I only know SORROW as a Bowie song and thought that was a very nice clue but pipped by LYKEWAKE, new word but lovely bit of Jorum, thanks and a big honk of the horn to Harpo. (Are you American?)
[Happy New Year to everyone and thanks for the education and entertainment provided thus far – long may it continue!]
Easily the trickiest of the week for me, with several unparsed, as for other posters. I spotted the likelihood of a pangram early on, but it didn’t help as the rare letters fell out relatively easily – I spotted QUEEN OF THE SOUTH from just a few crossers, but life is too short to waste time parsing it!
I share the quibbles of muffin @2: wherever did Chambers find that ‘scarce’ = ‘dear’?
As someone who appreciates a good surface, this was rather uneven , but the ingenuity of the clueing makes me look forward to more from this setter.
BTW, GO WITHOUT SAYING seems very appropriate for Harpo (M).
Thanks to Harpo and Eileen and best wishes to all.
A dnf for me – failed on LYKE WAKE (which I now think is clever) and SORROW (which I knew Bowie had recorded, but I agree with muffin@2 that it doesn’t really count as a “Bowie number” – probably it works for those just young enough to be ignorant of the mid-60s original, but old enough to remember Bowie’s 1973 recording).
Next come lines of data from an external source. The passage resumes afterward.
//! Document store backing the cursor-paginated product source.
//!
//! A store holds one collection of product documents keyed by a
//! store-assigned `doc_id`.  It answers ordered queries (by `doc_id`) with an
//! optional category equality filter and a start-after cursor, and notifies
//! listeners of every insertion.
//!
//! [`LocalStore`] is the bundled implementation: an in-process collection,
//! optionally persisted to a JSON file.  Hosted databases plug in by
//! implementing [`DocumentStore`].

use std::collections::BTreeMap;
use std::ops::Bound;
use std::path::{Path, PathBuf};
use std::sync::{Arc, Mutex, MutexGuard};

use serde::{Deserialize, Serialize};
use thiserror::Error;
use tracing::{debug, warn};
use uuid::Uuid;

use crate::source::{Product, ProductKey};

#[derive(Debug, Error)]
pub enum StoreError {
    #[error("io error: {0}")]
    Io(#[from] std::io::Error),
    #[error("serialization error: {0}")]
    Serialization(#[from] serde_json::Error),
    #[error("store lock poisoned")]
    Poisoned,
}

/// Product fields as stored in a document.
///
/// `id` is whatever numeric id the record was created with.  It is kept for
/// display only; identity is always the document id.
#[derive(Debug, Clone, PartialEq, Serialize, Deserialize)]
pub struct StoredProduct {
    #[serde(default, skip_serializing_if = "Option::is_none")]
    pub id: Option<u64>,
    pub title: String,
    pub price: f64,
    #[serde(default)]
    pub thumbnail: String,
    #[serde(default)]
    pub description: String,
    #[serde(default, skip_serializing_if = "Option::is_none")]
    pub category: Option<String>,
}

#[derive(Debug, Clone, PartialEq)]
pub struct Document {
    pub doc_id: String,
    pub data: StoredProduct,
}

impl Document {
    pub fn into_product(self) -> Product {
        Product {
            key: ProductKey::Document(self.doc_id),
            title: self.data.title,
            price: self.data.price,
            thumbnail: self.data.thumbnail,
            description: self.data.description,
            category: self.data.category,
        }
    }
}

/// Ordered query over the collection.
#[derive(Debug, Clone, Default, PartialEq, Eq)]
pub struct Query {
    /// Equality filter on `category`.
    pub category: Option<String>,
    /// Only documents whose id sorts strictly after this one.
    pub start_after: Option<String>,
    pub limit: usize,
}

/// Insertion callback.  Runs while the collection lock is held and must not
/// call back into the store.
pub type Listener = Arc<dyn Fn(&Document) + Send + Sync>;

#[derive(Debug, Clone, Copy, PartialEq, Eq)]
pub struct ListenerId(u64);

pub trait DocumentStore: Send + Sync {
    /// Documents matching `query`, ordered by `doc_id`.
    fn query(&self, query: &Query) -> Result<Vec<Document>, StoreError>;

    /// Insert a new document and notify listeners.
    fn insert(&self, data: StoredProduct) -> Result<Document, StoreError>;

    fn listen(&self, listener: Listener) -> Result<ListenerId, StoreError>;

    /// Remove a listener.  Unknown ids are ignored.
    fn unlisten(&self, id: ListenerId);

    /// Number of documents in the collection.
    fn count(&self) -> Result<usize, StoreError>;
}

#[derive(Debug, Default, Serialize, Deserialize)]
struct Snapshot {
    documents: BTreeMap<String, StoredProduct>,
}

#[derive(Default)]
struct Collection {
    documents: BTreeMap<String, StoredProduct>,
    listeners: Vec<(ListenerId, Listener)>,
    next_listener: u64,
}

/// Embedded document store.
pub struct LocalStore {
    inner: Mutex<Collection>,
    path: Option<PathBuf>,
}

impl LocalStore {
    pub fn in_memory() -> Self {
        Self {
            inner: Mutex::new(Collection::default()),
            path: None,
        }
    }

    /// Open a store persisted at `path`.
    ///
    /// A missing file yields an empty store.  A corrupt file falls back to
    /// the `.json.tmp` left by an interrupted write, then to empty.
    pub fn open(path: impl AsRef<Path>) -> Self {
        let path = path.as_ref().to_path_buf();
        let snapshot = read_snapshot(&path);
        debug!(path = %path.display(), documents = snapshot.documents.len(), "opened document store");

        Self {
            inner: Mutex::new(Collection {
                documents: snapshot.documents,
                ..Collection::default()
            }),
            path: Some(path),
        }
    }

    fn lock(&self) -> Result<MutexGuard<'_, Collection>, StoreError> {
        self.inner.lock().map_err(|_| StoreError::Poisoned)
    }

    fn persist(&self, documents: &BTreeMap<String, StoredProduct>) -> Result<(), StoreError> {
        let Some(path) = &self.path else {
            return Ok(());
        };
        let bytes = serde_json::to_vec_pretty(&SnapshotRef { documents })?;
        if let Some(parent) = path.parent() {
            std::fs::create_dir_all(parent)?;
        }
        // Atomic replace
        let tmp = path.with_extension("json.tmp");
        std::fs::write(&tmp, &bytes)?;
        std::fs::rename(&tmp, path)?;
        Ok(())
    }
}

#[derive(Serialize)]
struct SnapshotRef<'a> {
    documents: &'a BTreeMap<String, StoredProduct>,
}

fn read_snapshot(path: &Path) -> Snapshot {
    let bytes = match std::fs::read(path) {
        Ok(bytes) => bytes,
        Err(_) => return Snapshot::default(),
    };
    match serde_json::from_slice(&bytes) {
        Ok(snapshot) => snapshot,
        Err(e) => {
            warn!(error = %e, path = %path.display(), "failed to parse store, trying tmp fallback");
            std::fs::read(path.with_extension("json.tmp"))
                .ok()
                .and_then(|tmp| serde_json::from_slice(&tmp).ok())
                .unwrap_or_default()
        }
    }
}

impl DocumentStore for LocalStore {
    fn query(&self, query: &Query) -> Result<Vec<Document>, StoreError> {
        let inner = self.lock()?;
        let lower = match &query.start_after {
            Some(after) => Bound::Excluded(after.as_str()),
            None => Bound::Unbounded,
        };

        Ok(inner
            .documents
            .range::<str, _>((lower, Bound::Unbounded))
            .filter(|(_, data)| match &query.category {
                Some(category) => data.category.as_deref() == Some(category.as_str()),
                None => true,
            })
            .take(query.limit)
            .map(|(doc_id, data)| Document {
                doc_id: doc_id.clone(),
                data: data.clone(),
            })
            .collect())
    }

    fn insert(&self, data: StoredProduct) -> Result<Document, StoreError> {
        let mut inner = self.lock()?;
        // v7 ids sort in creation order
        let doc_id = Uuid::now_v7().simple().to_string();
        inner.documents.insert(doc_id.clone(), data.clone());

        if let Err(e) = self.persist(&inner.documents) {
            inner.documents.remove(&doc_id);
            return Err(e);
        }

        let document = Document { doc_id, data };
        for (_, listener) in &inner.listeners {
            listener(&document);
        }
        Ok(document)
    }

    fn listen(&self, listener: Listener) -> Result<ListenerId, StoreError> {
        let mut inner = self.lock()?;
        let id = ListenerId(inner.next_listener);
        inner.next_listener += 1;
        inner.listeners.push((id, listener));
        Ok(id)
    }

    fn unlisten(&self, id: ListenerId) {
        match self.lock() {
            Ok(mut inner) => inner.listeners.retain(|(existing, _)| *existing != id),
            Err(e) => warn!(error = %e, "could not remove store listener"),
        }
    }

    fn count(&self) -> Result<usize, StoreError> {
        Ok(self.lock()?.documents.len())
    }
}
//! Background work.
//!
//! Page fetches, seeding and sign-in all block on I/O, so each runs on its
//! own thread and reports back to the UI thread over an [`mpsc`] channel.
//! The UI thread drains the receiver once per tick and feeds the results to
//! the [`FeedController`](crate::feed::FeedController).
//!
//! ## For contributors
//!
//! The worker does not decide *when* to fetch; the controller does.  It
//! also never drops results: stale pages are recognised by their generation
//! on the UI side.  Keep it that way so the single-request guard lives in
//! one place.

use std::sync::mpsc;
use std::sync::Arc;
use std::thread;

use tracing::debug;

use crate::auth::{AuthError, Authenticator, Credentials, Session};
use crate::feed::FetchTicket;
use crate::source::{FeedSource, FetchError, Page, Product, Subscription};
use crate::store::StoredProduct;

/// Messages sent from worker threads to the UI thread.
#[derive(Debug)]
pub enum WorkerMsg {
    /// A page fetch finished.
    Page {
        generation: u64,
        result: Result<Page, FetchError>,
    },
    /// Seeding finished with this many inserted products.
    Seeded(Result<usize, FetchError>),
    /// The backing store gained a product.
    Inserted(Product),
    /// A sign-in attempt finished.
    SignedIn(Result<Session, AuthError>),
}

pub struct Worker {
    source: Arc<dyn FeedSource>,
    tx: mpsc::Sender<WorkerMsg>,
}

impl Worker {
    /// Create a worker for `source`.
    ///
    /// Returns the receiver the main loop should drain on every tick.
    pub fn new(source: Arc<dyn FeedSource>) -> (Self, mpsc::Receiver<WorkerMsg>) {
        let (tx, rx) = mpsc::channel();
        (Self { source, tx }, rx)
    }

    pub fn source_name(&self) -> &str {
        self.source.name()
    }

    /// Run `ticket` on a fresh thread, after its delay.
    pub fn fetch(&self, ticket: FetchTicket) {
        let source = Arc::clone(&self.source);
        let tx = self.tx.clone();
        thread::spawn(move || {
            if !ticket.delay.is_zero() {
                thread::sleep(ticket.delay);
            }
            let result = source.fetch_page(&ticket.request);
            // If the receiver is gone the UI has exited; nothing to do.
            if tx
                .send(WorkerMsg::Page {
                    generation: ticket.generation,
                    result,
                })
                .is_err()
            {
                debug!("ui gone, dropping page");
            }
        });
    }

    pub fn seed(&self, products: Vec<StoredProduct>) {
        let source = Arc::clone(&self.source);
        let tx = self.tx.clone();
        thread::spawn(move || {
            let _ = tx.send(WorkerMsg::Seeded(source.seed(&products)));
        });
    }

    /// Forward the source's insertions as [`WorkerMsg::Inserted`].
    ///
    /// `None` when the source has no change stream.
    pub fn subscribe(&self) -> Option<Subscription> {
        let tx = self.tx.clone();
        self.source.subscribe_to_insertions(Box::new(move |product| {
            let _ = tx.send(WorkerMsg::Inserted(product));
        }))
    }

    pub fn sign_in(&self, auth: Arc<dyn Authenticator>, credentials: Credentials) {
        let tx = self.tx.clone();
        thread::spawn(move || {
            let _ = tx.send(WorkerMsg::SignedIn(auth.sign_in(&credentials)));
        });
    }
}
I’m relaxed about approximate homphones, so won’t really complain about JOROR=Jura, though in this case there can’t be many accents in which the two would be pronounced the same (muffin@2 – both the island and its distillery are named Jura).
Favourite was JUST THE JOB, which I parsed without much difficulty, though I had problems with several which have already been mentioned.
Happy New Year to all, and thanks Harpo and Eileen.
Harpo’s younger brother Skid from me!
It was good but some parsing was overly complex. That said – producing a pangram may involve some contortion to accommodate some unusual or unexpected words (lykewake, kleenex etc).
Thanks Eileen. A tough but very enjoyable puzzle.
With regard to the setter – are the four central letters of the grid significant?
I don’t see the issue with juror/jura, as ‘picked up’ = heard = homophone
Gazzh@43 – The first syllable of Jura is pronounced like that of JUROR – it’s the secon syllable that’s different (but IMO close enough for a crossword clue “homophone”).
Likewise AlanC@42. I hope google got it right. New year for our Earth, starts the long March away from the sun.
I think we are generally agreed this was a good puzzle – thanks Harpo.
I was sure it was Travel List – and did not check it until 22 and 24 gave me enough to doubt 14d!
Looking at the timings of the responses, it appears that quite a few needed a 225 today :O)
Happy New Year to everyone, and especially Eileen who is already experiencing it I guess.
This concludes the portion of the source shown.